Colorado State University Department of Health and Exercise Science students excelled at the Rocky Mountain region’s American College of Sports Medicine meeting in Denver on March 27 and 28, bringing home multiple awards for their outstanding research and knowledge.
“It was so much fun to see and hear the quality of the research and the depth of the knowledge demonstrated by our graduate and undergraduate students. I really appreciate the hard work by students and their faculty mentors that clearly went into each poster and oral presentation,” HES Department Head Barry Braun said. “The students did a terrific job of representing the College of Health and Human Sciences and CSU. I felt an enormous sense of pride.”
Nate Ketelhut, who works under the direction of HES professor Thorsten Rudroff, received a 2015 Rocky Mountain ACSM Student Research Grant in the amount of $500. His research topic “Asymmetric Core Muscle Activity During Walking in Patients with Multiple Sclerosis” deals with early signs of MS: weakness on one side of the body, which may contribute to walking impairments experienced by more than 75 percent of patients with the illness. It was the third year in a row that a student from Rudroff’s lab received a research grant.
Erin Strutz came in first place with her presented poster topic “Exploring the Relationship Between Parent and Child Physical Activity” in the judged competition.
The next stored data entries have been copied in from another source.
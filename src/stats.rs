use crate::models::EntityKind;
use crate::store::Reconciled;

/// Counters for one entity kind.
#[derive(Debug, Default, Clone, Copy, PartialEq, Eq)]
pub struct KindCounters {
    pub created: u64,
    pub updated: u64,
    pub merged: u64,
    pub skipped: u64,
}

/// Statistics collected during one migration run. Owned by the
/// orchestrator, read only at the end for reporting.
#[derive(Debug, Default, Clone, PartialEq, Eq)]
pub struct ImportStats {
    pub authors: KindCounters,
    pub categories: KindCounters,
    pub posts: KindCounters,
    pub pages: KindCounters,
}

impl ImportStats {
    pub fn new() -> Self {
        Self::default()
    }

    fn counters(&mut self, kind: EntityKind) -> &mut KindCounters {
        match kind {
            EntityKind::Author => &mut self.authors,
            EntityKind::Category => &mut self.categories,
            EntityKind::Post => &mut self.posts,
            EntityKind::Page => &mut self.pages,
        }
    }

    pub fn record(&mut self, kind: EntityKind, outcome: Reconciled) {
        let counters = self.counters(kind);
        match outcome {
            Reconciled::Created(_) => counters.created += 1,
            Reconciled::Updated(_) => counters.updated += 1,
        }
    }

    pub fn skip(&mut self, kind: EntityKind) {
        self.counters(kind).skipped += 1;
    }

    pub fn add_merged(&mut self, kind: EntityKind, count: u64) {
        self.counters(kind).merged += count;
    }

    pub fn created(&self) -> u64 {
        self.authors.created + self.categories.created + self.posts.created + self.pages.created
    }

    pub fn updated(&self) -> u64 {
        self.authors.updated + self.categories.updated + self.posts.updated + self.pages.updated
    }

    pub fn skipped(&self) -> u64 {
        self.authors.skipped + self.categories.skipped + self.posts.skipped + self.pages.skipped
    }

    pub fn merged(&self) -> u64 {
        self.authors.merged + self.categories.merged + self.posts.merged + self.pages.merged
    }
}

#[cfg(test)]
mod tests {
    use super::*;

    #[test]
    fn default_values_are_zero() {
        let stats = ImportStats::new();
        assert_eq!(stats.created(), 0);
        assert_eq!(stats.updated(), 0);
        assert_eq!(stats.skipped(), 0);
        assert_eq!(stats.merged(), 0);
    }

    #[test]
    fn record_routes_by_kind_and_outcome() {
        let mut stats = ImportStats::new();
        stats.record(EntityKind::Author, Reconciled::Created(1));
        stats.record(EntityKind::Author, Reconciled::Updated(1));
        stats.record(EntityKind::Post, Reconciled::Created(2));
        stats.record(EntityKind::Page, Reconciled::Created(3));

        assert_eq!(stats.authors.created, 1);
        assert_eq!(stats.authors.updated, 1);
        assert_eq!(stats.posts.created, 1);
        assert_eq!(stats.pages.created, 1);
        assert_eq!(stats.created(), 3);
        assert_eq!(stats.updated(), 1);
    }

    #[test]
    fn skip_and_merge_counters() {
        let mut stats = ImportStats::new();
        stats.skip(EntityKind::Post);
        stats.skip(EntityKind::Post);
        stats.skip(EntityKind::Category);
        stats.add_merged(EntityKind::Author, 3);

        assert_eq!(stats.posts.skipped, 2);
        assert_eq!(stats.categories.skipped, 1);
        assert_eq!(stats.skipped(), 3);
        assert_eq!(stats.authors.merged, 3);
        assert_eq!(stats.merged(), 3);
    }
}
Other winners of the poster presentations included John-Michael Benson (2nd), Kimberley Burke (4th), and Nate Ketelhut (6th), taking four of the top six places in the judged competition. As finishers in the top three, Strutz and Benson also gave oral presentations at the conference. John Kindred gave an oral presentation focused on his research on glucose metabolism in people with multiple sclerosis as a recipient of a 2014 Student Research Grant.
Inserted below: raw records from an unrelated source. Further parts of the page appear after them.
//! Character-scanning tokenizer for `VALUES (...), (...), ...` clauses.
//!
//! The scanner never interprets literals; it only finds their boundaries.
//! String state has priority over paren counting, so parentheses, commas
//! and semicolons inside quoted literals are inert.

/// Splits the text after `VALUES` into one verbatim slice per row-tuple,
/// without the enclosing parentheses.
///
/// Tracks paren depth on unquoted parens and a string sub-state entered on
/// an unescaped `'` or `"`, exited only by an unescaped matching quote.
/// A backslash inside a string makes the next byte literal. If the input
/// ends before depth returns to zero, the unterminated tuple is dropped
/// and everything captured so far is returned.
pub fn split_tuples(values: &str) -> Vec<&str> {
    let bytes = values.as_bytes();
    let mut tuples = Vec::new();
    let mut i = 0;

    while i < bytes.len() {
        if bytes[i] != b'(' {
            i += 1;
            continue;
        }

        let start = i + 1;
        let mut depth: i32 = 1;
        let mut quote: Option<u8> = None;
        let mut escaped = false;
        let mut end = None;
        i += 1;

        while i < bytes.len() {
            let b = bytes[i];
            if let Some(q) = quote {
                if escaped {
                    escaped = false;
                } else if b == b'\\' {
                    escaped = true;
                } else if b == q {
                    quote = None;
                }
            } else {
                match b {
                    b'\'' | b'"' => quote = Some(b),
                    b'(' => depth += 1,
                    b')' => {
                        depth -= 1;
                        if depth == 0 {
                            end = Some(i);
                            i += 1;
                            break;
                        }
                    }
                    _ => {}
                }
            }
            i += 1;
        }

        match end {
            Some(e) => tuples.push(&values[start..e]),
            None => break,
        }
    }

    tuples
}

/// Splits one tuple's text on top-level commas. Same string/escape-aware
/// scan as [`split_tuples`], with paren tracking so commas inside nested
/// call syntax do not split. Fields are trimmed of surrounding whitespace.
pub fn split_fields(tuple: &str) -> Vec<&str> {
    let bytes = tuple.as_bytes();
    let mut fields = Vec::new();
    let mut depth: i32 = 0;
    let mut quote: Option<u8> = None;
    let mut escaped = false;
    let mut start = 0;

    for (i, &b) in bytes.iter().enumerate() {
        if let Some(q) = quote {
            if escaped {
                escaped = false;
            } else if b == b'\\' {
                escaped = true;
            } else if b == q {
                quote = None;
            }
        } else {
            match b {
                b'\'' | b'"' => quote = Some(b),
                b'(' => depth += 1,
                b')' => depth -= 1,
                b',' if depth == 0 => {
                    fields.push(tuple[start..i].trim());
                    start = i + 1;
                }
                _ => {}
            }
        }
    }

    fields.push(tuple[start..].trim());
    fields
}

#[cfg(test)]
mod tests {
    use super::*;

    #[test]
    fn single_tuple() {
        assert_eq!(split_tuples("(1, 'a')"), vec!["1, 'a'"]);
    }

    #[test]
    fn multiple_tuples() {
        assert_eq!(
            split_tuples("(1, 'a'), (2, 'b'), (3, 'c')"),
            vec!["1, 'a'", "2, 'b'", "3, 'c'"]
        );
    }

    #[test]
    fn paren_inside_string_does_not_terminate() {
        assert_eq!(split_tuples("(1, 'a (test) b')"), vec!["1, 'a (test) b'"]);
    }

    #[test]
    fn comma_inside_string_does_not_split() {
        assert_eq!(split_fields("1, 'a, b', 2"), vec!["1", "'a, b'", "2"]);
    }

    #[test]
    fn escaped_quote_does_not_end_string() {
        assert_eq!(
            split_tuples(r"(1, 'O\'Brien'), (2, 'x')"),
            vec![r"1, 'O\'Brien'", "2, 'x'"]
        );
    }

    #[test]
    fn double_quoted_strings() {
        assert_eq!(split_tuples(r#"(1, "it's fine")"#), vec![r#"1, "it's fine""#]);
    }

    #[test]
    fn nested_parens_at_top_level() {
        assert_eq!(split_tuples("(1, (2, 3))"), vec!["1, (2, 3)"]);
        assert_eq!(split_fields("1, (2, 3)"), vec!["1", "(2, 3)"]);
    }

    #[test]
    fn unterminated_tuple_preserves_earlier_captures() {
        assert_eq!(split_tuples("(1, 'a'), (2, 'unterminated"), vec!["1, 'a'"]);
    }

    #[test]
    fn unterminated_string_swallows_rest() {
        // The open quote hides the closing paren; nothing usable remains.
        assert!(split_tuples("(1, 'no close)").is_empty());
    }

    #[test]
    fn empty_input() {
        assert!(split_tuples("").is_empty());
        assert!(split_tuples("   ;").is_empty());
    }

    #[test]
    fn junk_between_tuples_is_skipped() {
        assert_eq!(split_tuples(" (1) , \n (2) ;"), vec!["1", "2"]);
    }

    #[test]
    fn tuple_round_trip() {
        let inputs = [
            "1, 'a'",
            r"1, 'O\'Brien', NULL",
            "1, 'a (b, c) d', \"e\"",
            r"'\\', '\n'",
        ];
        for t in inputs {
            let rejoined = format!("({})", t);
            assert_eq!(split_tuples(&rejoined), vec![t]);
        }
    }

    #[test]
    fn fields_trimmed() {
        assert_eq!(split_fields("  1 ,  'a'  "), vec!["1", "'a'"]);
    }

    #[test]
    fn empty_tuple_yields_single_empty_field() {
        assert_eq!(split_fields(""), vec![""]);
    }

    #[test]
    fn non_ascii_content_is_preserved() {
        assert_eq!(split_tuples("(1, 'héllo, wörld')"), vec!["1, 'héllo, wörld'"]);
        assert_eq!(split_fields("'héllo, wörld', 2"), vec!["'héllo, wörld'", "2"]);
    }
}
The CSU college bowl team of John-Michael Benson, Shannon Rivas, and Hondo Anderson took the first place trophy in the College Bowl competition, earning $1,000 from RMACSM toward a trip to San Diego to represent RMACSM in the competition at ACSM National in May. All three students work in the Rudroff laboratory.
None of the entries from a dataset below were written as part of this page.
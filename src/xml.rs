//! Reader for the legacy XML content export: a channel/item document
//! carrying the same fields as the SQL dump (authors, categories, content
//! items). Event-based parse, no DOM.

use anyhow::{Context, Result};
use quick_xml::events::Event;
use quick_xml::Reader;

#[derive(Debug, Clone, Default, PartialEq)]
pub struct XmlAuthor {
    pub id: i64,
    pub login: String,
    pub email: String,
    pub display_name: String,
}

#[derive(Debug, Clone, Default, PartialEq)]
pub struct XmlCategory {
    pub nicename: String,
    pub name: String,
}

#[derive(Debug, Clone, Default, PartialEq)]
pub struct XmlItem {
    pub id: i64,
    pub title: String,
    pub creator: String,
    pub content: String,
    pub excerpt: String,
    pub date: String,
    pub status: String,
    pub slug: String,
    pub post_type: String,
    pub categories: Vec<XmlCategory>,
}

#[derive(Debug, Default)]
pub struct XmlExport {
    pub authors: Vec<XmlAuthor>,
    pub items: Vec<XmlItem>,
}

/// Parses the whole export document. Structural XML errors are fatal;
/// missing fields on individual items are left empty for the pipeline's
/// row-level validation to deal with.
pub fn parse_export(text: &str) -> Result<XmlExport> {
    let mut reader = Reader::from_str(text);
    reader.trim_text(true);

    let mut export = XmlExport::default();
    let mut author: Option<XmlAuthor> = None;
    let mut item: Option<XmlItem> = None;
    let mut category: Option<XmlCategory> = None;
    let mut tag = String::new();

    loop {
        match reader.read_event().context("Failed to parse XML export")? {
            Event::Start(e) => {
                let name = String::from_utf8_lossy(e.name().as_ref()).into_owned();
                match name.as_str() {
                    "wp:author" => author = Some(XmlAuthor::default()),
                    "item" => item = Some(XmlItem::default()),
                    "category" if item.is_some() => {
                        let mut domain = String::new();
                        let mut nicename = String::new();
                        for attr in e.attributes() {
                            let attr = attr.context("Bad category attribute")?;
                            let value = attr
                                .unescape_value()
                                .context("Bad category attribute value")?
                                .into_owned();
                            match attr.key.as_ref() {
                                b"domain" => domain = value,
                                b"nicename" => nicename = value,
                                _ => {}
                            }
                        }
                        // Tags and other taxonomies share the element name;
                        // only the category domain is imported.
                        if domain == "category" {
                            category = Some(XmlCategory {
                                nicename,
                                name: String::new(),
                            });
                        }
                    }
                    _ => tag = name,
                }
            }
            Event::Text(t) => {
                let text = t.unescape().context("Bad text content")?.into_owned();
                record_text(&mut author, &mut item, &mut category, &tag, &text);
            }
            Event::CData(t) => {
                let text = String::from_utf8_lossy(&t.into_inner()).into_owned();
                record_text(&mut author, &mut item, &mut category, &tag, &text);
            }
            Event::End(e) => {
                match e.name().as_ref() {
                    b"wp:author" => {
                        if let Some(a) = author.take() {
                            export.authors.push(a);
                        }
                    }
                    b"item" => {
                        if let Some(i) = item.take() {
                            export.items.push(i);
                        }
                    }
                    b"category" => {
                        if let (Some(c), Some(i)) = (category.take(), item.as_mut()) {
                            i.categories.push(c);
                        }
                    }
                    _ => {}
                }
                tag.clear();
            }
            Event::Eof => break,
            _ => {}
        }
    }

    Ok(export)
}

fn record_text(
    author: &mut Option<XmlAuthor>,
    item: &mut Option<XmlItem>,
    category: &mut Option<XmlCategory>,
    tag: &str,
    text: &str,
) {
    if let Some(cat) = category {
        cat.name.push_str(text);
        return;
    }
    if let Some(a) = author {
        match tag {
            "wp:author_id" => a.id = text.trim().parse().unwrap_or(0),
            "wp:author_login" => a.login.push_str(text),
            "wp:author_email" => a.email.push_str(text),
            "wp:author_display_name" => a.display_name.push_str(text),
            _ => {}
        }
        return;
    }
    if let Some(i) = item {
        match tag {
            "title" => i.title.push_str(text),
            "dc:creator" => i.creator.push_str(text),
            "content:encoded" => i.content.push_str(text),
            "excerpt:encoded" => i.excerpt.push_str(text),
            "wp:post_id" => i.id = text.trim().parse().unwrap_or(0),
            "wp:post_date" => i.date.push_str(text),
            "wp:status" => i.status.push_str(text),
            "wp:post_name" => i.slug.push_str(text),
            "wp:post_type" => i.post_type.push_str(text),
            _ => {}
        }
    }
}

#[cfg(test)]
mod tests {
    use super::*;

    fn sample_export() -> &'static str {
        r#"<?xml version="1.0" encoding="UTF-8"?>
<rss version="2.0">
<channel>
    <title>Example Site</title>
    <wp:author>
        <wp:author_id>2</wp:author_id>
        <wp:author_login>jdoe</wp:author_login>
        <wp:author_email>jdoe@example.com</wp:author_email>
        <wp:author_display_name><![CDATA[John Doe]]></wp:author_display_name>
    </wp:author>
    <item>
        <title>Hi</title>
        <dc:creator><![CDATA[jdoe]]></dc:creator>
        <category domain="category" nicename="news"><![CDATA[News]]></category>
        <category domain="post_tag" nicename="misc"><![CDATA[Misc]]></category>
        <content:encoded><![CDATA[<p>Hello &amp; welcome</p>]]></content:encoded>
        <excerpt:encoded><![CDATA[]]></excerpt:encoded>
        <wp:post_id>1</wp:post_id>
        <wp:post_date>2020-01-01 00:00:00</wp:post_date>
        <wp:status>publish</wp:status>
        <wp:post_name>hi</wp:post_name>
        <wp:post_type>post</wp:post_type>
    </item>
</channel>
</rss>"#
    }

    #[test]
    fn parses_authors() {
        let export = parse_export(sample_export()).unwrap();
        assert_eq!(export.authors.len(), 1);
        let a = &export.authors[0];
        assert_eq!(a.id, 2);
        assert_eq!(a.login, "jdoe");
        assert_eq!(a.email, "jdoe@example.com");
        assert_eq!(a.display_name, "John Doe");
    }

    #[test]
    fn parses_items_with_cdata_content() {
        let export = parse_export(sample_export()).unwrap();
        assert_eq!(export.items.len(), 1);
        let item = &export.items[0];
        assert_eq!(item.id, 1);
        assert_eq!(item.title, "Hi");
        assert_eq!(item.creator, "jdoe");
        assert_eq!(item.content, "<p>Hello &amp; welcome</p>");
        assert_eq!(item.excerpt, "");
        assert_eq!(item.status, "publish");
        assert_eq!(item.slug, "hi");
        assert_eq!(item.post_type, "post");
    }

    #[test]
    fn only_category_domain_is_kept() {
        let export = parse_export(sample_export()).unwrap();
        let cats = &export.items[0].categories;
        assert_eq!(cats.len(), 1);
        assert_eq!(cats[0].nicename, "news");
        assert_eq!(cats[0].name, "News");
    }

    #[test]
    fn xml_entities_in_text_are_decoded() {
        let xml = r#"<rss><channel><item><title>A &amp; B</title></item></channel></rss>"#;
        let export = parse_export(xml).unwrap();
        assert_eq!(export.items[0].title, "A & B");
    }

    #[test]
    fn empty_document_yields_empty_export() {
        let export = parse_export("<rss><channel></channel></rss>").unwrap();
        assert!(export.authors.is_empty());
        assert!(export.items.is_empty());
    }

    #[test]
    fn mismatched_tags_are_an_error() {
        assert!(parse_export("<rss><channel></item></rss>").is_err());
    }
}
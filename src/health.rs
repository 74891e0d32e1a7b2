// src/health.rs
use std::time::Duration;

use log::debug;
use tokio::task::JoinHandle;

use crate::config::Config;
use crate::error::TransportError;
use crate::sidecar::SidecarClient;

/// Fixed-interval liveness ping to the sidecar. Fire-and-forget: a non-200
/// answer is ignored; teardown ends the loop quietly.
pub struct HealthLoop {
    sidecar: SidecarClient,
    interval: Duration,
    enabled: bool,
}

impl HealthLoop {
    pub fn new(sidecar: SidecarClient, config: &Config) -> Self {
        Self {
            sidecar,
            interval: config
                .health_interval
                .clamp(crate::config::MIN_HEALTH_INTERVAL, crate::config::MAX_HEALTH_INTERVAL),
            enabled: config.health_enabled,
        }
    }

    pub fn spawn(self) -> JoinHandle<()> {
        tokio::spawn(async move { self.run().await })
    }

    async fn run(self) {
        if !self.enabled {
            return;
        }
        let token = self.sidecar.token().clone();
        loop {
            tokio::select! {
                _ = tokio::time::sleep(self.interval) => {}
                _ = token.cancelled() => return,
            }
            match self.sidecar.health().await {
                // Non-200 is still a delivered signal; nothing to do.
                Ok(_) => {}
                Err(TransportError::Cancelled) => return,
                Err(err) => debug!("health ping failed: {}", err),
            }
        }
    }
}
In addition, HES Associate Professor Brian Tracy’s “Muscles Alive!” was represented by the enthusiastic and knowledgeable crew of Breonna Bost, Emily Cumler, Lindsey Jankowski and Kaitlynn Timroth. “Muscles Alive!” is a neuroscience educational outreach program that uses hands-on, kid-friendly equipment including an iPad to measure electrical activity in muscles. Children get to see the muscle activity on screen while generating a command to their muscles from their brain.
Altogether, 22 health and exercise science graduate and undergraduate students attended the conference.
The mission of the RMACSM is to advance and integrate scientific research to provide educational and practical applications of exercise science and sports medicine. The Rocky Mountain chapter consists of more than 200 academic, medical, professional, and student members in the Colorado and Wyoming area.